• What you are asked to do:
Once you find a line containing the word "unix" in the entries below, copy it.

Collected data
|---|

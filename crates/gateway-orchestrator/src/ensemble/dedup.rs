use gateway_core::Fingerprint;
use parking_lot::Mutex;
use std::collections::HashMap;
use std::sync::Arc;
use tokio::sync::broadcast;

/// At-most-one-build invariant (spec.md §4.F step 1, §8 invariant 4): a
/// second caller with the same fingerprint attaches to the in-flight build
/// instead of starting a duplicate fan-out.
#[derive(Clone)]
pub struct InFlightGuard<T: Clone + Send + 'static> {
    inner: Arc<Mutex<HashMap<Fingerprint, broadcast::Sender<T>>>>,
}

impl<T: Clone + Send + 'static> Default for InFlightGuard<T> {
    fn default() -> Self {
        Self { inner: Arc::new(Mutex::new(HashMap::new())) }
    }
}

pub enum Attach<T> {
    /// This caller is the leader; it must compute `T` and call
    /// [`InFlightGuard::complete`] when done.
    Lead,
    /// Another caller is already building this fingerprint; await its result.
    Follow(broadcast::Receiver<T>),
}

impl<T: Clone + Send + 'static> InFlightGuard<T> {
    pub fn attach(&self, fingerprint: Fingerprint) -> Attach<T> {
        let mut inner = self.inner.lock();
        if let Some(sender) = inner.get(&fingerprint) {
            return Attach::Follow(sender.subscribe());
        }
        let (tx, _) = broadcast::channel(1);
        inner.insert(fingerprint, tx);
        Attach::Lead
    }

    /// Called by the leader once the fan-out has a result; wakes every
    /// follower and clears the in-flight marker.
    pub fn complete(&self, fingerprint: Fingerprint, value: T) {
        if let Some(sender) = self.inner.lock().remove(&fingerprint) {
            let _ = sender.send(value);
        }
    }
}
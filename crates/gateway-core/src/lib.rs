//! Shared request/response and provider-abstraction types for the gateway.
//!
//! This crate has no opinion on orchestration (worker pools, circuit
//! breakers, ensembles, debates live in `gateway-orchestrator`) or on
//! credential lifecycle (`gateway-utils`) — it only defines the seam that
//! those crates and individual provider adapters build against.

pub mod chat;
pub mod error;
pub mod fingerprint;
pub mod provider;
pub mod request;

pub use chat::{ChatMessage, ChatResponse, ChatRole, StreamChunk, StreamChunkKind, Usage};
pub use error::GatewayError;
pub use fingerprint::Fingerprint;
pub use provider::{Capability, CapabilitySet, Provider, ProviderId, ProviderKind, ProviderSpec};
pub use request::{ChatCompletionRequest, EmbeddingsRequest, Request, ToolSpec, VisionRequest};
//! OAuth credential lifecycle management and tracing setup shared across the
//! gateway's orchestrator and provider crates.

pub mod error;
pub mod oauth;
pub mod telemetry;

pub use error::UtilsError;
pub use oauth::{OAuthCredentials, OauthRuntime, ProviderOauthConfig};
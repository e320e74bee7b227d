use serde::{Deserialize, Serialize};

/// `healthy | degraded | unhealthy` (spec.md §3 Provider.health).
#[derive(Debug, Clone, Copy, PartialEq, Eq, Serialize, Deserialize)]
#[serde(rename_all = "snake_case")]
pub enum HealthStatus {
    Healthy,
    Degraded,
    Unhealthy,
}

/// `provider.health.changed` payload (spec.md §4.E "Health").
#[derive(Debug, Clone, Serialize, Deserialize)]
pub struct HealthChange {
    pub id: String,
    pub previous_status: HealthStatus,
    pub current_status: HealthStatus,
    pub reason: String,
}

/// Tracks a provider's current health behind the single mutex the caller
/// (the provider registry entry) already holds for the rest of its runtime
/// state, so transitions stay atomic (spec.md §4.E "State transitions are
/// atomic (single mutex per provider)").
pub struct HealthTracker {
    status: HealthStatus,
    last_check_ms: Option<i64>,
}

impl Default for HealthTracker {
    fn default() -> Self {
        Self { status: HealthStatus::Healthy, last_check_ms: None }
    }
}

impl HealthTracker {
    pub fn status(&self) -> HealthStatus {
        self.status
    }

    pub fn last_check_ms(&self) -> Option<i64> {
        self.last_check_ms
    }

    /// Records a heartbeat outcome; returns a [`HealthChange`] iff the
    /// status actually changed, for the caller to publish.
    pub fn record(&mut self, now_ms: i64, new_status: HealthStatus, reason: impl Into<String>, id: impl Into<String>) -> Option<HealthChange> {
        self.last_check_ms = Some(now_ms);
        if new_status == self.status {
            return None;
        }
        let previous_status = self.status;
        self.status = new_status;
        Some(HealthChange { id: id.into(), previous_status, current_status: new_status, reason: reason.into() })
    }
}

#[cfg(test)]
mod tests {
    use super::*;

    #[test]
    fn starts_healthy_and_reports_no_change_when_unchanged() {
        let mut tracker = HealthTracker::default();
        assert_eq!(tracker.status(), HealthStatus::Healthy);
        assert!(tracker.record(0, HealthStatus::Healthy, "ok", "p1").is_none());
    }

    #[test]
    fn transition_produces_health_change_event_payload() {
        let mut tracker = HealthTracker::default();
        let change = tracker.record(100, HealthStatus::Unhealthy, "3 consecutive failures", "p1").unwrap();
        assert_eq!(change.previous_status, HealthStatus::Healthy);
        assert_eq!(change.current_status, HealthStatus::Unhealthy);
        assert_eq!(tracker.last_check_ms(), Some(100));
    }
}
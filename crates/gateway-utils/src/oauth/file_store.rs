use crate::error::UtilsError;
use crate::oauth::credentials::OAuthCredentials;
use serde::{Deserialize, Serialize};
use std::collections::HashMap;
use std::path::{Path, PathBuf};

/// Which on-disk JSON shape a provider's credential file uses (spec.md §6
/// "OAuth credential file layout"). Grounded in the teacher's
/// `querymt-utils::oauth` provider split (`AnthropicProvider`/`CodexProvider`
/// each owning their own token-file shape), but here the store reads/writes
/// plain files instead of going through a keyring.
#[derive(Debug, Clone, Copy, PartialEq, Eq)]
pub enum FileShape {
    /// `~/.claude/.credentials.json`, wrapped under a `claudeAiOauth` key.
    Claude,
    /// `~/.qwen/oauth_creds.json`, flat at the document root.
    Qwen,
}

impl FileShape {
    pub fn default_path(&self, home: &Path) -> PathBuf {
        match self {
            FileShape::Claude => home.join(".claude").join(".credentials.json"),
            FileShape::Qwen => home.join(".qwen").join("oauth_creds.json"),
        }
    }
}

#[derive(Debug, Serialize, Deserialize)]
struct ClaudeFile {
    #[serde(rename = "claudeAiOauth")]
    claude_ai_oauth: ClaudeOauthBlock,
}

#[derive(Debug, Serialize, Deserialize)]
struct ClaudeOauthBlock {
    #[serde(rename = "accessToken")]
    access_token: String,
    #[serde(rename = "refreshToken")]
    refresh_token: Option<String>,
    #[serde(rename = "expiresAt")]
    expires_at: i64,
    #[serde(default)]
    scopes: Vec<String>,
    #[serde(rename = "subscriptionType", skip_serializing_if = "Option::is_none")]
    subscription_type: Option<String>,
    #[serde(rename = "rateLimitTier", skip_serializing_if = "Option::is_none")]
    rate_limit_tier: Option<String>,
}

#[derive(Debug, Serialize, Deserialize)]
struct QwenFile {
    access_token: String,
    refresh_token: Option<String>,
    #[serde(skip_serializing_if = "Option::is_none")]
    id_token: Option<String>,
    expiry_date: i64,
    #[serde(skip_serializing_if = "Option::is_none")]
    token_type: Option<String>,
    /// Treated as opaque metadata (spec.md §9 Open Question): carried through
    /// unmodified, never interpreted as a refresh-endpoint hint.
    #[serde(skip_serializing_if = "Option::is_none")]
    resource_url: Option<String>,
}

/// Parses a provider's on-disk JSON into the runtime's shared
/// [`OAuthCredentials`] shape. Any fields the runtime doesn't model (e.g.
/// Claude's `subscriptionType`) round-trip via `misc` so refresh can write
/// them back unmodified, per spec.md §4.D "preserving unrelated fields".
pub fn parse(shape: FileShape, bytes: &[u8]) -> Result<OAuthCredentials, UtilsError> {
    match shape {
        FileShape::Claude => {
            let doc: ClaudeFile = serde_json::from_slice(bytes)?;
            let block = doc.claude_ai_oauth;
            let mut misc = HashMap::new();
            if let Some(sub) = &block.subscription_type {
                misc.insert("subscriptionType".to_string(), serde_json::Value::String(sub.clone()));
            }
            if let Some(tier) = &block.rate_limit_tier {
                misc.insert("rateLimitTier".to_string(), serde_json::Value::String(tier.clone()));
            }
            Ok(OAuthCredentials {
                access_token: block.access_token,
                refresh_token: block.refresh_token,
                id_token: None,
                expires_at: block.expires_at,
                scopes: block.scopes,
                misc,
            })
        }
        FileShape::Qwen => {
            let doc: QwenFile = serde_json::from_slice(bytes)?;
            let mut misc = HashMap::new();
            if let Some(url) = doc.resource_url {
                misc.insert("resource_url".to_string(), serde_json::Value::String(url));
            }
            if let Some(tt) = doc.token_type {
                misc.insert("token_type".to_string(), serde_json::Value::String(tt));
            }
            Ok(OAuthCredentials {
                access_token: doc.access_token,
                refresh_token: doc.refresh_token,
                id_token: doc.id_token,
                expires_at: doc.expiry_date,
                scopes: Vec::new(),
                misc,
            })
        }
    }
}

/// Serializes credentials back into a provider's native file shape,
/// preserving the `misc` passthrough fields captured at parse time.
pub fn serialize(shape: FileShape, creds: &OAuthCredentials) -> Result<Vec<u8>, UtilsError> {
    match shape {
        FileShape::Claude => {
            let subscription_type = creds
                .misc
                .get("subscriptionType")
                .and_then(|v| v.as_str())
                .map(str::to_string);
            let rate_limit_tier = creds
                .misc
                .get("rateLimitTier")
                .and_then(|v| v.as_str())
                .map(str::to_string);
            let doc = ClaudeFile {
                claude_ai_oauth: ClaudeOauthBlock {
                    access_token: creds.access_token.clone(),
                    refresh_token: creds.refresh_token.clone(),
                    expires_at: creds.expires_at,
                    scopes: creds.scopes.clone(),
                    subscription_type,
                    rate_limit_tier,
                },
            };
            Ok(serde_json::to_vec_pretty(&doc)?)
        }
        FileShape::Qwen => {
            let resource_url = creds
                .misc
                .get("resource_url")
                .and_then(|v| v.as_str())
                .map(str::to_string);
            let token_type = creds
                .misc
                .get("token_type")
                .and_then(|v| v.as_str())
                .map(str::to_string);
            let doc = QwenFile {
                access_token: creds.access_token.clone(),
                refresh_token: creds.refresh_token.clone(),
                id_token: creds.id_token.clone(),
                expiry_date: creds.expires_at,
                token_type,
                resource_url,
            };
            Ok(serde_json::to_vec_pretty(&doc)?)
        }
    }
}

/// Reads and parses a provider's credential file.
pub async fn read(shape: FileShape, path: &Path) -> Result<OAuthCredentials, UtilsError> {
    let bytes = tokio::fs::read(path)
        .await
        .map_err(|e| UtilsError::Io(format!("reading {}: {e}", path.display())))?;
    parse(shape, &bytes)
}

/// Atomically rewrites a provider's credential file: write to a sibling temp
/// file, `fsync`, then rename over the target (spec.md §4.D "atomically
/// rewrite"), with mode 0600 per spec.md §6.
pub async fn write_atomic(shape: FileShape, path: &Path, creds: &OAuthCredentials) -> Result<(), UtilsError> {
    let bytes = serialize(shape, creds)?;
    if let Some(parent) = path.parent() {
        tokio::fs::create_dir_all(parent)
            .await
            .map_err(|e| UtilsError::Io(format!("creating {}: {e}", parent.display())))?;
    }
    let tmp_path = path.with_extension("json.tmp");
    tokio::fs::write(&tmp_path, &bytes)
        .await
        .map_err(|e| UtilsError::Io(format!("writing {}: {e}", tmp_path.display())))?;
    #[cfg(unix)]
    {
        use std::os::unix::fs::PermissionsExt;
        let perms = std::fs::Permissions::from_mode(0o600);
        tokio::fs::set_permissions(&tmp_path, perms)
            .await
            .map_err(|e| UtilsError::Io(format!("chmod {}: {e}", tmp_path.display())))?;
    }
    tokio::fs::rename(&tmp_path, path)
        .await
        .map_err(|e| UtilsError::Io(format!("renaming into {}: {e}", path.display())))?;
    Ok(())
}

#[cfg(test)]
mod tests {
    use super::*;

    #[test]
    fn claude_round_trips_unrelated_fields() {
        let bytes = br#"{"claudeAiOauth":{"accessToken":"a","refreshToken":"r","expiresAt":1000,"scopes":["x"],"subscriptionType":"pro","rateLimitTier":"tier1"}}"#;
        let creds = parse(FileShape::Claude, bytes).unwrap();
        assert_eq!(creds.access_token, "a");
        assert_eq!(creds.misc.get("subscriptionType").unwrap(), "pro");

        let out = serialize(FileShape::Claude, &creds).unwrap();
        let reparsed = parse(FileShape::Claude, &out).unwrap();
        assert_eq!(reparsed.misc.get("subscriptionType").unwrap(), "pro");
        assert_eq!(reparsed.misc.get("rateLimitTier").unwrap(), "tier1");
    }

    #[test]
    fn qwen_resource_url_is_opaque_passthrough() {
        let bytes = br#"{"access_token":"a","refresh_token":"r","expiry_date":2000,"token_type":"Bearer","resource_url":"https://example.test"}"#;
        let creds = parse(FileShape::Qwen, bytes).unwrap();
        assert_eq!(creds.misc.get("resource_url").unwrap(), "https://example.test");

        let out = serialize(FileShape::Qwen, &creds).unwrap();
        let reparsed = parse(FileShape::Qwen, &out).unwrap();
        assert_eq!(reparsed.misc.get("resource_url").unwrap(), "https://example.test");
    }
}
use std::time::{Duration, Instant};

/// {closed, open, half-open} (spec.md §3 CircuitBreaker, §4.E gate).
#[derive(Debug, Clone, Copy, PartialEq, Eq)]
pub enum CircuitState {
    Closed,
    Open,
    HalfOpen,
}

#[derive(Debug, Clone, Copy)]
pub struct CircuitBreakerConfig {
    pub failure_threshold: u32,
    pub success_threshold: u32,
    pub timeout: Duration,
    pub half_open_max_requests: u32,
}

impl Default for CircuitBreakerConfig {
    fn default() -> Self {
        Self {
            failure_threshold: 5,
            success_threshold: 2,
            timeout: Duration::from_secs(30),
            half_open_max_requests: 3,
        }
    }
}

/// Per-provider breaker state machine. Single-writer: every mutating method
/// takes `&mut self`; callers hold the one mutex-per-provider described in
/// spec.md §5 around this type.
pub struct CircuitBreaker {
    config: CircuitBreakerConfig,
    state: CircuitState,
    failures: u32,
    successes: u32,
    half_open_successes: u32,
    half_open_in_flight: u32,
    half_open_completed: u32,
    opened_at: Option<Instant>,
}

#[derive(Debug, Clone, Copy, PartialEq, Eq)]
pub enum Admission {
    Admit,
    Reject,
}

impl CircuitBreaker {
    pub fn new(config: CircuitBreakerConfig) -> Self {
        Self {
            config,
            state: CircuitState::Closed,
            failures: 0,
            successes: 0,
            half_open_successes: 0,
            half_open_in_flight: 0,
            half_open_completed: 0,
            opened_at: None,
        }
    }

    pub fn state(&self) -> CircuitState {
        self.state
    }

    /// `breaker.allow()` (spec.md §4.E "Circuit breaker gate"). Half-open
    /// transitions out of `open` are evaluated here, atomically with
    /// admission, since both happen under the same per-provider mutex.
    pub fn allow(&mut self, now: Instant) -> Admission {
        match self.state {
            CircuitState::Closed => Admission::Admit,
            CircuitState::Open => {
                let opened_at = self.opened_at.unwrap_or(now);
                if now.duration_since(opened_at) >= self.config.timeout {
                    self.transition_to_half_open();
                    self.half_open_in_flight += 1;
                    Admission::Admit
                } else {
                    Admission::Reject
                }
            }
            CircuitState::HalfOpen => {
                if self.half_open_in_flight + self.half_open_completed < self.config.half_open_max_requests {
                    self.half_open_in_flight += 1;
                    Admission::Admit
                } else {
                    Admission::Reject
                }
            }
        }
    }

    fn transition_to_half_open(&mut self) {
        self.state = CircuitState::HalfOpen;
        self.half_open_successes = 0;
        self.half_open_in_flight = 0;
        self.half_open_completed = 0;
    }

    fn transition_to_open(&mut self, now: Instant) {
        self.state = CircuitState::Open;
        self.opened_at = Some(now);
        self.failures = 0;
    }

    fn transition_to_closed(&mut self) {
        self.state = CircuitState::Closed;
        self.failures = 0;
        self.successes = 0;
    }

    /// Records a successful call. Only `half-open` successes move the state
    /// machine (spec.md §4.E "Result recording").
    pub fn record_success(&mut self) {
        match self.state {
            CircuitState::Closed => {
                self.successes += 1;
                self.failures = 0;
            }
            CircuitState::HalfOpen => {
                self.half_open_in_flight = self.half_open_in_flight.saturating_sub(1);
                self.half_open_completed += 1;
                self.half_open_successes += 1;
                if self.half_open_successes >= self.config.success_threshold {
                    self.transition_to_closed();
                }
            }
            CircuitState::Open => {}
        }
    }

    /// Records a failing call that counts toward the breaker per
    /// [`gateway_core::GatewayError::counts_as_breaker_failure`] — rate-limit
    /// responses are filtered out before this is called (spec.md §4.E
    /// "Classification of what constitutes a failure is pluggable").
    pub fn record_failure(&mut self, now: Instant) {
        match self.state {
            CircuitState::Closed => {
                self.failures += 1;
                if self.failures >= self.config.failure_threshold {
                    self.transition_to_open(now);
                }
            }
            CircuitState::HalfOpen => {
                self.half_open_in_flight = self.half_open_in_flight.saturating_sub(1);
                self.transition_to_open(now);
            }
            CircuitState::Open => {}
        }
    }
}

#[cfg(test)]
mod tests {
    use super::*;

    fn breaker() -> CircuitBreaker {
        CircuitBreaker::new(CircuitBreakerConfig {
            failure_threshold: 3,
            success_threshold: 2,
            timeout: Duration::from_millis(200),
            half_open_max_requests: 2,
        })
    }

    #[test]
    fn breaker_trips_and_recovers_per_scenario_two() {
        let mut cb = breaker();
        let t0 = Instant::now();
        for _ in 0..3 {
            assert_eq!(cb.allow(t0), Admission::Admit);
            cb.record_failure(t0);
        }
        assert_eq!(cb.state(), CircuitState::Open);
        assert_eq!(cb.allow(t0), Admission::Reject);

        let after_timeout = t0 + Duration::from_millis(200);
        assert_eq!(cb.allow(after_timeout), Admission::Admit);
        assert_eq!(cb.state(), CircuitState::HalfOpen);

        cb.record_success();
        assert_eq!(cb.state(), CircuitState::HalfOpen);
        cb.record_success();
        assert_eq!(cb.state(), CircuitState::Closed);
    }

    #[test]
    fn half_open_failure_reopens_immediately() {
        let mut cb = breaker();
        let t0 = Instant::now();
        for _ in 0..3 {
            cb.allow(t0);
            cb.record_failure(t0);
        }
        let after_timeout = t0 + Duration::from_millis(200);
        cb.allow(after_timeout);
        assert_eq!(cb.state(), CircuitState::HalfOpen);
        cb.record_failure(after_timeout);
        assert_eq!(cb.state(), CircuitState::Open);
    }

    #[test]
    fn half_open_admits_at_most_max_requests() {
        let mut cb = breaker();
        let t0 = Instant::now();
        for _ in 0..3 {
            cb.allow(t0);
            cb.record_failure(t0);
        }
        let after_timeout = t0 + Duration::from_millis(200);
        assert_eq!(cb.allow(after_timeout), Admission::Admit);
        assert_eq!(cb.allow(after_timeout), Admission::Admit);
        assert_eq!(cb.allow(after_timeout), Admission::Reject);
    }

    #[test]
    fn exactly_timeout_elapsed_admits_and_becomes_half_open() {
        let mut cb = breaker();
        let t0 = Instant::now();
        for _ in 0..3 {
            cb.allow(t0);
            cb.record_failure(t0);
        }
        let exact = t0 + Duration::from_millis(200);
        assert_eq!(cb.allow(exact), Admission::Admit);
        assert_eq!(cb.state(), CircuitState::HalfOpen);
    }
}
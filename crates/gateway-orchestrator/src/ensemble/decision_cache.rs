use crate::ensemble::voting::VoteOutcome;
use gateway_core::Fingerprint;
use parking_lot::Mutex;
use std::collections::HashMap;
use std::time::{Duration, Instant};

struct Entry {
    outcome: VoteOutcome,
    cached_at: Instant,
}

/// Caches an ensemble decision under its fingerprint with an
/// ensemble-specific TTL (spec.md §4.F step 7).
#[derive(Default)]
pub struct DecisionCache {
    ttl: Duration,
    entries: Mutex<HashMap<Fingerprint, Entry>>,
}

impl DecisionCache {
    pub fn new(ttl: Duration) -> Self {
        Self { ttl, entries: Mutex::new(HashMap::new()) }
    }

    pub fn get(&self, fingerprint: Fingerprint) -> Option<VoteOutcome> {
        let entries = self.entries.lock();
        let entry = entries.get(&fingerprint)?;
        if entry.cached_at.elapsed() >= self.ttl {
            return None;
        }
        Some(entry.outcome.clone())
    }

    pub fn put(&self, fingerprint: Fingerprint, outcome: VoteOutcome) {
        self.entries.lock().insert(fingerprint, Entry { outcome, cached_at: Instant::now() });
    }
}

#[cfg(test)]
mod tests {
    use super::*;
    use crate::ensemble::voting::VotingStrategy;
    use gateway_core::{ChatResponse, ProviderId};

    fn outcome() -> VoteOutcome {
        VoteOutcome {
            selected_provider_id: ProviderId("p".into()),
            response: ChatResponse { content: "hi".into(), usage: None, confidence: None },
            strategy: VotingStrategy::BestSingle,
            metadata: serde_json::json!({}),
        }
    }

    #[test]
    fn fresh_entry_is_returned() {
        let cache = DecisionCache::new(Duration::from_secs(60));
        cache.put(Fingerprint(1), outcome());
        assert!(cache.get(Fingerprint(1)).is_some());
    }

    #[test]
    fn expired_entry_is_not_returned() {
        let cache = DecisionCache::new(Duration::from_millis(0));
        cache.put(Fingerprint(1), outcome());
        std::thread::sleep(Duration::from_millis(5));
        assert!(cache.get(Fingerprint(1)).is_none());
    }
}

|---|

• Your response:
    #[cfg(unix)]
        use std::os::unix::fs::PermissionsExt;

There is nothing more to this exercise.